Advances in sequencing technology and the development of metagenomic and bioinformatics methods have opened up new ways to investigate the 1014 microorganisms inhabiting the human gut. The gene composition of human gut microbiome in a large and deeply sequenced cohort highlighted an overall non-redundant genome size 150 times larger than the human genome. The in silico predictions based on metagenomic sequencing are now actively followed, compared and challenged using additional ‘omics’ technologies. Interactions between the microbiota and its host are of key interest in several pathologies and applying meta-omics to describe the human gut microbiome will give a better understanding of this crucial crosstalk at mucosal interfaces.
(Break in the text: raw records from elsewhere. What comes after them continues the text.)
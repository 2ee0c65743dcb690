//! `which su` -- a weaker, independent corroboration of the path probe.

use rootcheck_core::{InvocationError, Result, SignalResult};

use crate::invoker::ProcessInvoker;

/// Positive iff the locate command printed at least one line.
///
/// No output is negative; any other failure is returned for the
/// engine's fail-open policy.
pub fn check_su_exists(invoker: &dyn ProcessInvoker, command: &[String]) -> Result<SignalResult> {
    match invoker.run(command) {
        Ok(lines) => Ok(SignalResult::from_evidence(
            lines
                .first()
                .map(|first| format!("`{}` found {first}", command.join(" ")))
                .into_iter()
                .collect(),
        )),
        Err(InvocationError::EmptyOutput { .. }) => Ok(SignalResult::negative()),
        Err(e) => Err(e.into()),
    }
}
Adding to the growing appreciation of the importance of the microbiome is the discovery that numerous phages, that is, viruses of prokaryotes infecting bacteria (bacteriophages) or archaea with a high host specificity, inhabit the human gut and impact microbial activity. In addition, gene exchanges within the gut microbiota have proved to be more frequent than anticipated. Taken together, these innovative exploratory technologies are expected to unravel new information networks critical for gut homeostasis and human health. Among the challenges faced, the in vivo validation of these networks, together with their integration into the prediction and prognosis of disease, may require further working hypothesis and collaborative efforts.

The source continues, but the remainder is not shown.